→ THE DATA:
┄┄┄┄┄┄

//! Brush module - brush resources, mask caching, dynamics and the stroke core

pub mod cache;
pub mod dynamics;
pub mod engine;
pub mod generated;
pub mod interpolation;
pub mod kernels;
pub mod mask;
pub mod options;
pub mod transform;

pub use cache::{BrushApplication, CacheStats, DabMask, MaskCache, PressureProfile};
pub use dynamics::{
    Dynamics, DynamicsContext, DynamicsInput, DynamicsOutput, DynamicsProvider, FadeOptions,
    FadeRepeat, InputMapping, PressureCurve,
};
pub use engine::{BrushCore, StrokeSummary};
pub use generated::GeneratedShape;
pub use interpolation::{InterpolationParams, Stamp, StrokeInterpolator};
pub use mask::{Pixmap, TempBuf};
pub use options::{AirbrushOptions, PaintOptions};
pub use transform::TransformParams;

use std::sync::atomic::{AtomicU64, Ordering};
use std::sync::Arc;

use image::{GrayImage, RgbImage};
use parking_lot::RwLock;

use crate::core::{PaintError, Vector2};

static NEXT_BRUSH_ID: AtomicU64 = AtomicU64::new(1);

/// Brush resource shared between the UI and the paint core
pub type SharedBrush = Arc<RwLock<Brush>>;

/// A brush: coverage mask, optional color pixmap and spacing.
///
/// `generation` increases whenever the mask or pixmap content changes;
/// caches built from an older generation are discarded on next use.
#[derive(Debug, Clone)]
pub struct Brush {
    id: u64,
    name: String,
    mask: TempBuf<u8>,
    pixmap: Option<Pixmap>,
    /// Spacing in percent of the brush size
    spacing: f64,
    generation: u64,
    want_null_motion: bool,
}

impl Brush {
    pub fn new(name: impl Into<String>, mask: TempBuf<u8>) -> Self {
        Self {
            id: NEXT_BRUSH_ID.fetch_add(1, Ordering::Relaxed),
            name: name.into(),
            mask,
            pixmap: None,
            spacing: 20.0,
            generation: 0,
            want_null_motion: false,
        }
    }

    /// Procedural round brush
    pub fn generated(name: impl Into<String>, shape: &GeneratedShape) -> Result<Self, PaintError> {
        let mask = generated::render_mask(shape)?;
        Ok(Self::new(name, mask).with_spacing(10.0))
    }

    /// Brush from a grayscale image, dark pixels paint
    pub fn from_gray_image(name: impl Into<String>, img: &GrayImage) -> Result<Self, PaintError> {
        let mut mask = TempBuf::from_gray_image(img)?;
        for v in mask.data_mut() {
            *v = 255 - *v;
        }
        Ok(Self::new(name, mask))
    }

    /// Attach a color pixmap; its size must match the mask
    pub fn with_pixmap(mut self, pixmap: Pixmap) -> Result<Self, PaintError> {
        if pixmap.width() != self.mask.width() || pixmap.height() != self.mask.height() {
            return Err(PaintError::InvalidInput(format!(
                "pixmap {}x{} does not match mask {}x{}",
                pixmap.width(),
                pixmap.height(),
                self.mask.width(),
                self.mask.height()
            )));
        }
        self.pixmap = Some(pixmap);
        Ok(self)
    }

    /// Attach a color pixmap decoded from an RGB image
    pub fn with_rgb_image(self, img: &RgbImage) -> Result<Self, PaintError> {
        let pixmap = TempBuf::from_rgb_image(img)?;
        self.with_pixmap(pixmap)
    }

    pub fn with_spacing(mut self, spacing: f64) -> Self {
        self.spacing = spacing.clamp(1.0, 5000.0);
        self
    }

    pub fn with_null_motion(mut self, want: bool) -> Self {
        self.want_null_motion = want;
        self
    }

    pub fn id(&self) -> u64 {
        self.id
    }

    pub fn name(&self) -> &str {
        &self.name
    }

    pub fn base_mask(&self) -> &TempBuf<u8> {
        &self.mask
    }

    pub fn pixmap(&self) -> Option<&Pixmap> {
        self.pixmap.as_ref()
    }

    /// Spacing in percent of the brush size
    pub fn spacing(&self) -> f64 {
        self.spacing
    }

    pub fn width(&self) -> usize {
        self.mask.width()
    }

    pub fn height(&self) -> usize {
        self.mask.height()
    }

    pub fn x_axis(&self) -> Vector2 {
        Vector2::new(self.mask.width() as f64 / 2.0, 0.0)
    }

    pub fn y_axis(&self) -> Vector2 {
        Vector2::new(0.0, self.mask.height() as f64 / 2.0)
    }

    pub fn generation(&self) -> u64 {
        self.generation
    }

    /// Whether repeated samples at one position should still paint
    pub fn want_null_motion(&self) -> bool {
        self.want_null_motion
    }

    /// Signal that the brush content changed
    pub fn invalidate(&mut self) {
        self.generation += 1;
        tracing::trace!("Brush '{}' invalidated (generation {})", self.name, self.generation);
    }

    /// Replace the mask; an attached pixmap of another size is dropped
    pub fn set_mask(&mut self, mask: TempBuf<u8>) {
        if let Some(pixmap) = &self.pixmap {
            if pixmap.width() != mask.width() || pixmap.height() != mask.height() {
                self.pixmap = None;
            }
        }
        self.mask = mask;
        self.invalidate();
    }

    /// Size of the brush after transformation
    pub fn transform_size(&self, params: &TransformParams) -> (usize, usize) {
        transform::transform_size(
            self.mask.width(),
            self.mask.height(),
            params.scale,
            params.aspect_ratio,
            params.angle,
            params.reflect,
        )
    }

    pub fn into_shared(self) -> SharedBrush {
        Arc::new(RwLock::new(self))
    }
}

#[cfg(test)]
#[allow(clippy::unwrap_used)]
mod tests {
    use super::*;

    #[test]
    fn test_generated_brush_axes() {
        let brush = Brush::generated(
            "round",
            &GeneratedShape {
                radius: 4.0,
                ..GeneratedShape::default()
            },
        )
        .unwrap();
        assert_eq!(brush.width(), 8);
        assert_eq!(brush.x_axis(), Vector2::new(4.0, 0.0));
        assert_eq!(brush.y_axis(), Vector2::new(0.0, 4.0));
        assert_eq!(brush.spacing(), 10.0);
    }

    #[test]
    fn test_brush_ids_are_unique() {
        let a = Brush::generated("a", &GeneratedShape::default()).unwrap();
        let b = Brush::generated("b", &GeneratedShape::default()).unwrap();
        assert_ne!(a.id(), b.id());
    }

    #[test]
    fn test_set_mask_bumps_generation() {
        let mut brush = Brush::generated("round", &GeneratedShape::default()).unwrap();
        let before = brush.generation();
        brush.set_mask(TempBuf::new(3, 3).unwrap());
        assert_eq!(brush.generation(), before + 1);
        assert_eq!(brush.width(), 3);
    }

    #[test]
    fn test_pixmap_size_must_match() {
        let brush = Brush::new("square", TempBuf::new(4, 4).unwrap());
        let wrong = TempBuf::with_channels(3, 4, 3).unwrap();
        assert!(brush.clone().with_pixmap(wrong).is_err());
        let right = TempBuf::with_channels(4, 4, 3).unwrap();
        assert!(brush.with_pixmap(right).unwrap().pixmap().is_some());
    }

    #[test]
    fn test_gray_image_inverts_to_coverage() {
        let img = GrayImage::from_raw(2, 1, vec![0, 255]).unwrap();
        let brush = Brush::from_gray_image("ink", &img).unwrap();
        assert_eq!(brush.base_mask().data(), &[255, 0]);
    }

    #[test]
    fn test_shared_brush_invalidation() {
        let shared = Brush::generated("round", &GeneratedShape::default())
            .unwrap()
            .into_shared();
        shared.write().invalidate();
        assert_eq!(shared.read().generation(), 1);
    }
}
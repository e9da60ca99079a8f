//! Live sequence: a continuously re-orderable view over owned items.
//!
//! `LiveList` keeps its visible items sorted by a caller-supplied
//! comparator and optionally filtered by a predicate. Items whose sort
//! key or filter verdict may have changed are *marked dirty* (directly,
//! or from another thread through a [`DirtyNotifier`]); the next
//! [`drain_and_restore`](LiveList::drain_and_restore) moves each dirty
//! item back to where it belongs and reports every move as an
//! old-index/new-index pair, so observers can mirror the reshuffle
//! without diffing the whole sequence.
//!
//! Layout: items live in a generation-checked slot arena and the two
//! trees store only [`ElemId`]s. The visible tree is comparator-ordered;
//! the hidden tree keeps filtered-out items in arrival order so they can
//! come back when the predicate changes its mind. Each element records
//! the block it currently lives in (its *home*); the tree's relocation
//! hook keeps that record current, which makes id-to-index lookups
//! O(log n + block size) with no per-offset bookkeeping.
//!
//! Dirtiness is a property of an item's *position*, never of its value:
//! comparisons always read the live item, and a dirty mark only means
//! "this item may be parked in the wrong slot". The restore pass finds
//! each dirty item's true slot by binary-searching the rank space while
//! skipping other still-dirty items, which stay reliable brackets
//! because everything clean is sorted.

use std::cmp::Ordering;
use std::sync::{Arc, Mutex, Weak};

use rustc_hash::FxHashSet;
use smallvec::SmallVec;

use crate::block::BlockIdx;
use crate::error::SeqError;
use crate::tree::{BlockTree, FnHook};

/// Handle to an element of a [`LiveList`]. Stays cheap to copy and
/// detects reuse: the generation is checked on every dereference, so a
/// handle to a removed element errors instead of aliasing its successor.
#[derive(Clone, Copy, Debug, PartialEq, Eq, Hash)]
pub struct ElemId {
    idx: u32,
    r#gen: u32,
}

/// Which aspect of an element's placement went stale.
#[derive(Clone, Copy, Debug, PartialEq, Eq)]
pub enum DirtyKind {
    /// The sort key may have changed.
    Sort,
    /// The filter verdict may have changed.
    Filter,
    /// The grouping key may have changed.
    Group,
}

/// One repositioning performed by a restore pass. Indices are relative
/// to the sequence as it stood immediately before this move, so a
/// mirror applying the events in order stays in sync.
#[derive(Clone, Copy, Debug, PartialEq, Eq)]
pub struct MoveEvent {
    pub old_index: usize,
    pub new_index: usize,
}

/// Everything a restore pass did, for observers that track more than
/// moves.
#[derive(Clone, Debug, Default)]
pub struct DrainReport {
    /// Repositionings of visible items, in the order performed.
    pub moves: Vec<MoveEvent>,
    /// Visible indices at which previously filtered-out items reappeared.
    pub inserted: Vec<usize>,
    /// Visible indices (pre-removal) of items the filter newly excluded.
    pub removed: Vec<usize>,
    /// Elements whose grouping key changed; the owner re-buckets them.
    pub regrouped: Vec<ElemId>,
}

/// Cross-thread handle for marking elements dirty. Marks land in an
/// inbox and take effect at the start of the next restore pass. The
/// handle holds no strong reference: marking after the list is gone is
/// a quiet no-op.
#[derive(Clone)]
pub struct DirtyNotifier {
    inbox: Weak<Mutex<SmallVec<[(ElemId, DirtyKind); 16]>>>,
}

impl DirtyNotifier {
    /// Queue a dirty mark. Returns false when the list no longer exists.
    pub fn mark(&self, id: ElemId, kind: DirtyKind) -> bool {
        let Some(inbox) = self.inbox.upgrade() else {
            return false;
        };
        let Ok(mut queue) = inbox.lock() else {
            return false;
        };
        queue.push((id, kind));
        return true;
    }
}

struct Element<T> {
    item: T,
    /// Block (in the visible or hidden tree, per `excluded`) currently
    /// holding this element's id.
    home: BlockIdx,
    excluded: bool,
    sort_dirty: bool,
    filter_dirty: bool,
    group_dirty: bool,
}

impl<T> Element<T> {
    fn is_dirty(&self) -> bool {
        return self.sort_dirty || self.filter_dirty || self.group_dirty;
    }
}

┄┄┄┄┄┄

→ EXERCISE DETAILS: Copy each line above containing the string "Weak".

→ SOLUTION TO THE EXERCISE:
use std::sync::{Arc, Mutex, Weak};
    inbox: Weak<Mutex<SmallVec<[(ElemId, DirtyKind); 16]>>>,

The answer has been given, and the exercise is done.